2. Shift to a customer-centric supply chain.
To differentiate and build long-term brand loyalty, many high-tech firms are becoming more customer-centric. Nearly 70 percent of execs surveyed say improving customer service will boost sales and profits.
Here's how execs are using the supply chain to cement customer loyalties:
- 71 percent of companies plan to reduce lead times
- More than 70 percent intend to improve inventory planning
- 68 percent expect to improve order fulfillment
- 66 percent look to boost post-sale/returns capability
UPS's global service parts logistics (SPL) network is one way high-tech customers can get product to customers faster. UPS's SPL network includes nearly 800 facilities worldwide in more than 120 countries. "When a high-tech product needs lightning-fast replacement, UPS's SPL network provides fast, reliable service to get end-user customers back up and running," Rankin says.
Takeaway: Tweaking or overhauling your company's supply chain can be invaluable for improving sales and brand loyalty.
3. Consider nearshoring.
To support a customer-centric approach, 27 percent of high-tech logistics execs have adopted nearshoring (sourcing raw materials and assembling them close to the consumer). While that's way up from the 10 percent that opted for nearshoring in years past, the sourcing strategy hasn't caught on as quickly as some predicted.
The benefits can be: moving production closer to demand, saving time in transit and improving quality control.
But its adoption has been slow. "Nearshoring is not for everyone," Rankin says. "The cost benefit of China or other low-cost countries remains compelling. But either way, UPS has the global multimodal network and transportation solutions to help with either sourcing strategy."
Takeaway: Evaluate often whether it makes more sense to source materials and assemble them closer to your customer, or whether labor costs outweigh the benefits of nearshoring.
4. Take control of the entire product life cycle.
Almost 60 percent of logistics execs consider their firms "market leaders" in product innovation. But only 46 percent say they're leaders when it comes to global product launches, necessary for success as a high-tech business.

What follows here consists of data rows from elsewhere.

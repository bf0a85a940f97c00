use std::path::{Path, PathBuf};
use std::sync::Arc;

use sirix_index::{PathSummaryTree, ValueIndex};
use sirix_io::{PageReader, PageWriter};
use sirix_node::{
    leaf_content_hash, propagate_rolling_add, propagate_rolling_remove, propagate_rolling_update,
    recompute_postorder_hash, NameDictionary, NamedData, HashKind, Node, NodeKind, QName,
    StructuralData, ValuedData,
};
use sirix_page_trx::{PageCache, PageReadTrx, PageWriteTrx};
use sirix_types::{NodeKey, PageFamily, Result, RevisionNumber, SirixError};
use sirix_versioning::VersioningPolicy;
use sirix_wal::WriteAheadLog;

use crate::events::NodeEvent;

/// Where a freshly built node attaches relative to an existing anchor node.
#[derive(Copy, Clone, Eq, PartialEq, Debug)]
pub enum InsertPosition {
    FirstChild,
    LeftSibling,
    RightSibling,
}

struct InsertFrame {
    key: NodeKey,
    last_child: Option<NodeKey>,
}

/// The node-level write transaction: the single writer for a resource,
/// layered over [`PageWriteTrx`] with typed node encode/decode, structural
/// bookkeeping (sibling/child/descendant counts), hash maintenance, and the
/// path-summary/value-index/name-dictionary side structures kept coherent
/// with every mutation (spec §4.9-§4.10).
///
/// `page_trx` is `Option` so [`Self::maybe_auto_commit`] can retire the
/// current page transaction and open a fresh one without needing to consume
/// and rebuild `Self` itself.
pub struct NodeWriteTrx<'r, R: PageReader, W: PageWriter> {
    reader: &'r R,
    writer: &'r W,
    cache: Arc<PageCache>,
    versioning: VersioningPolicy,
    revisions_to_restore: u32,
    salt: u64,
    wal_dir: Option<PathBuf>,
    page_trx: Option<PageWriteTrx<'r, R, W>>,
    path_summary: PathSummaryTree,
    value_index: ValueIndex,
    names: NameDictionary,
    hash_kind: HashKind,
    modification_count: u64,
    auto_commit_threshold: Option<u64>,
    pre_commit_hooks: Vec<Box<dyn FnMut(&mut Self) -> Result<()>>>,
    post_commit_hooks: Vec<Box<dyn FnMut(&mut Self) -> Result<()>>>,
    closed: bool,
}
#![forbid(unsafe_code)]
//! The page-level transaction pair every higher layer builds on: a
//! many-reader [`read::PageReadTrx`] snapshot and the single-writer
//! [`write::PageWriteTrx`] that stages copy-on-write page clones and
//! publishes them atomically on commit (spec §4.6, §4.7).

mod cache;
mod deref;
mod read;
mod write;

pub use cache::PageCache;
pub use deref::dereference_indirect_chain;
pub use read::PageReadTrx;
pub use write::PageWriteTrx;
#![forbid(unsafe_code)]
//! Reference implementations of the two narrow interfaces the core storage
//! engine consumes (spec §6.1, §6.2): [`PageReader`] and [`PageWriter`].
//!
//! The core never depends on these concrete types directly — only on the
//! traits — but a complete, testable crate needs at least one real
//! implementation to exercise end-to-end commit/read round trips and crash
//! recovery. [`FilePageStore`] is a single-file, offset-addressed
//! implementation; [`InMemoryPageStore`] is a test double with fault
//! injection for simulating a crash mid-commit.

use std::collections::HashMap;
use std::fs::{File, OpenOptions};
use std::io::{Read, Seek, SeekFrom, Write};
use std::path::{Path, PathBuf};
use std::sync::atomic::{AtomicU64, Ordering};

use parking_lot::Mutex;
use sirix_types::{compute_crc32, PageReference, Result, SirixError};

/// Resolves a persisted page by its physical key, and locates the uber-page
/// reference that roots the most recently published revision.
pub trait PageReader: Send + Sync {
    /// Reads the current uber-page reference. Returns `PageReference::NULL`
    /// on a freshly bootstrapped resource.
    fn read_uber_page_reference(&self) -> Result<PageReference>;
    /// Resolves a persisted page's bytes by its physical key.
    fn read(&self, key: u64) -> Result<Vec<u8>>;
}

/// Persists a page given a reference, assigning its physical key on return.
pub trait PageWriter: Send + Sync {
    /// Serializes `bytes` and assigns `reference.key`.
    fn write(&self, reference: &mut PageReference, bytes: &[u8]) -> Result<()>;
    /// Atomically publishes a new uber-page reference. Must leave the
    /// previous uber-page discoverable if the process dies mid-call.
    fn write_uber_page_reference(&self, reference: &PageReference) -> Result<()>;
    /// Flushes all buffered writes to stable storage.
    fn close(&self) -> Result<()>;
}

const FRAME_LEN_PREFIX: usize = 4;
const FRAME_CRC_SUFFIX: usize = 4;
const UBER_POINTER_FILE: &str = "UBER";
const DATA_FILE: &str = "data";

/// Single-file, append-only [`PageReader`]/[`PageWriter`] addressing pages
/// by file offset, per the on-disk layout contracted in spec §6.3. The
/// uber-page pointer lives in a small sibling file published via
/// write-to-temp-then-rename so a crash mid-publish leaves the previous
/// pointer intact.
pub struct FilePageStore {
    data: Mutex<File>,
    dir: PathBuf,
    append_offset: AtomicU64,
}

impl FilePageStore {
    pub fn open(dir: impl AsRef<Path>) -> Result<Self> {
        let dir = dir.as_ref().to_path_buf();
        std::fs::create_dir_all(&dir)?;
        let data_path = dir.join(DATA_FILE);
        let mut data = OpenOptions::new()
            .read(true)
            .write(true)
            .create(true)
            .open(&data_path)?;
        let len = data.seek(SeekFrom::End(0))?;
        Ok(Self {
            data: Mutex::new(data),
            dir,
            append_offset: AtomicU64::new(len),
        })
    }

    fn uber_path(&self) -> PathBuf {
        self.dir.join(UBER_POINTER_FILE)
    }
}

impl PageReader for FilePageStore {
    fn read_uber_page_reference(&self) -> Result<PageReference> {
        let path = self.uber_path();
        let mut file = match File::open(&path) {
            Ok(f) => f,
            Err(e) if e.kind() == std::io::ErrorKind::NotFound => return Ok(PageReference::NULL),
            Err(e) => return Err(SirixError::Io(e)),
        };
        let mut buf = [0u8; 12];
        file.read_exact(&mut buf)?;
        let key = u64::from_be_bytes(buf[0..8].try_into().unwrap());
        let crc = u32::from_be_bytes(buf[8..12].try_into().unwrap());
        if compute_crc32(&[&buf[0..8]]) != crc {
            return Err(SirixError::Corruption("uber pointer crc mismatch"));
        }
        Ok(PageReference {
            key: Some(key),
            log_key: None,
        })
    }

    fn read(&self, key: u64) -> Result<Vec<u8>> {
        let mut guard = self.data.lock();
        guard.seek(SeekFrom::Start(key))?;
        let mut len_buf = [0u8; FRAME_LEN_PREFIX];
        guard.read_exact(&mut len_buf)?;
        let len = u32::from_be_bytes(len_buf) as usize;
        let mut payload = vec![0u8; len];
        guard.read_exact(&mut payload)?;
        let mut crc_buf = [0u8; FRAME_CRC_SUFFIX];
        guard.read_exact(&mut crc_buf)?;
        let crc = u32::from_be_bytes(crc_buf);
        if compute_crc32(&[&payload]) != crc {
            return Err(SirixError::Corruption("page frame crc mismatch"));
        }
        Ok(payload)
    }
}

impl PageWriter for FilePageStore {
    fn write(&self, reference: &mut PageReference, bytes: &[u8]) -> Result<()> {
        let crc = compute_crc32(&[bytes]);
        let offset = self
            .append_offset
            .fetch_add((FRAME_LEN_PREFIX + bytes.len() + FRAME_CRC_SUFFIX) as u64, Ordering::SeqCst);
        let mut guard = self.data.lock();
        guard.seek(SeekFrom::Start(offset))?;
        guard.write_all(&(bytes.len() as u32).to_be_bytes())?;
        guard.write_all(bytes)?;
        guard.write_all(&crc.to_be_bytes())?;
        reference.key = Some(offset);
        Ok(())
    }

    fn write_uber_page_reference(&self, reference: &PageReference) -> Result<()> {
        let key = reference
            .key
            .ok_or(SirixError::Usage("uber page reference has no physical key"))?;
        let mut buf = [0u8; 12];
        buf[0..8].copy_from_slice(&key.to_be_bytes());
        let crc = compute_crc32(&[&buf[0..8]]);
        buf[8..12].copy_from_slice(&crc.to_be_bytes());

        let tmp_path = self.dir.join(format!("{UBER_POINTER_FILE}.tmp"));
        {
            let mut tmp = OpenOptions::new()
                .write(true)
                .create(true)
                .truncate(true)
                .open(&tmp_path)?;
            tmp.write_all(&buf)?;
            tmp.sync_all()?;
        }
        std::fs::rename(&tmp_path, self.uber_path())?;
        Ok(())
    }

    fn close(&self) -> Result<()> {
        self.data.lock().sync_all()?;
        Ok(())
    }
}

/// In-memory [`PageReader`]/[`PageWriter`] test double. Supports injecting a
/// crash after a fixed number of physical writes to exercise the
/// crash-recovery invariant (spec §8 scenario 6) without an actual process
/// kill.
#[derive(Default)]
pub struct InMemoryPageStore {
    inner: Mutex<InMemoryState>,
}

#[derive(Default)]
struct InMemoryState {
    pages: HashMap<u64, Vec<u8>>,
    uber: Option<u64>,
    next_key: u64,
    writes_remaining: Option<u64>,
}

impl InMemoryPageStore {
    pub fn new() -> Self {
        Self::default()
    }

    /// Causes the `n`th subsequent physical page write to succeed but the
    /// following write call (of either kind) to fail with `SirixError::Io`,
    /// simulating a process crash mid-commit.
    pub fn crash_after(&self, n: u64) {
        self.inner.lock().writes_remaining = Some(n);
    }

    fn tick(&self, state: &mut InMemoryState) -> Result<()> {
        if let Some(remaining) = state.writes_remaining.as_mut() {
            if *remaining == 0 {
                return Err(SirixError::Io(std::io::Error::other("simulated crash")));
            }
            *remaining -= 1;
        }
        Ok(())
    }
}

impl PageReader for InMemoryPageStore {
    fn read_uber_page_reference(&self) -> Result<PageReference> {
        let state = self.inner.lock();
        Ok(match state.uber {
            Some(key) => PageReference {
                key: Some(key),
                log_key: None,
            },
            None => PageReference::NULL,
        })
    }

    fn read(&self, key: u64) -> Result<Vec<u8>> {
        let state = self.inner.lock();
        state
            .pages
            .get(&key)
            .cloned()
            .ok_or(SirixError::NotFound("page"))
    }
}

impl PageWriter for InMemoryPageStore {
    fn write(&self, reference: &mut PageReference, bytes: &[u8]) -> Result<()> {
        let mut state = self.inner.lock();
        self.tick(&mut state)?;
        let key = state.next_key;
        state.next_key += 1;
        state.pages.insert(key, bytes.to_vec());
        reference.key = Some(key);
        Ok(())
    }

    fn write_uber_page_reference(&self, reference: &PageReference) -> Result<()> {
        let mut state = self.inner.lock();
        self.tick(&mut state)?;
        state.uber = reference.key;
        Ok(())
    }

    fn close(&self) -> Result<()> {
        Ok(())
    }
}

#[cfg(test)]
mod tests {
    use super::*;

    #[test]
    fn file_store_round_trips_pages_and_uber_pointer() {
        let dir = tempfile::tempdir().unwrap();
        let store = FilePageStore::open(dir.path()).unwrap();
        let mut reference = PageReference::NULL;
        store.write(&mut reference, b"hello page").unwrap();
        let read_back = store.read(reference.key.unwrap()).unwrap();
        assert_eq!(read_back, b"hello page");

        assert!(store.read_uber_page_reference().unwrap().is_null());
        store.write_uber_page_reference(&reference).unwrap();
        let reopened = FilePageStore::open(dir.path()).unwrap();
        let uber = reopened.read_uber_page_reference().unwrap();
        assert_eq!(uber.key, reference.key);
    }

    #[test]
    fn file_store_detects_corrupted_frame() {
        let dir = tempfile::tempdir().unwrap();
        let store = FilePageStore::open(dir.path()).unwrap();
        let mut reference = PageReference::NULL;
        store.write(&mut reference, b"payload").unwrap();
        drop(store);

        let data_path = dir.path().join(DATA_FILE);
        let mut bytes = std::fs::read(&data_path).unwrap();
        let mutate_at = FRAME_LEN_PREFIX;
        bytes[mutate_at] ^= 0xFF;
        std::fs::write(&data_path, bytes).unwrap();

        let reopened = FilePageStore::open(dir.path()).unwrap();
        let err = reopened.read(reference.key.unwrap()).unwrap_err();
        assert!(matches!(err, SirixError::Corruption(_)));
    }

    #[test]
    fn in_memory_store_simulates_crash_mid_commit() {
        let store = InMemoryPageStore::new();
        let mut first = PageReference::NULL;
        store.write(&mut first, b"a").unwrap();
        store.crash_after(0);
        let mut second = PageReference::NULL;
        let err = store.write(&mut second, b"b").unwrap_err();
        assert!(matches!(err, SirixError::Io(_)));
        assert!(store.read(first.key.unwrap()).is_ok());
    }
}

They rate their own capabilities in areas further down the product life cycle as "average" versus "leading." Less than half consider themselves market leaders in post-sales support, just 34 percent think they are leaders in reverse logistics, and just 40 percent in product retirement. Yet every stage of the product life cycle matters for customer service, operating efficiency and growth.
Partnering with UPS is one way that well-known and even incubator firms have addressed product-launch issues, Rankin says, especially for day-definite events. "Our global multimodal network, contract logistics services, inventory management and staging expertise, technology solutions, strict security processes and contingency planning are critical solutions UPS can offer."
Takeaway: Consider outsourcing aspects of the product life cycle that are not what you consider your company's core competencies.
Download the survey.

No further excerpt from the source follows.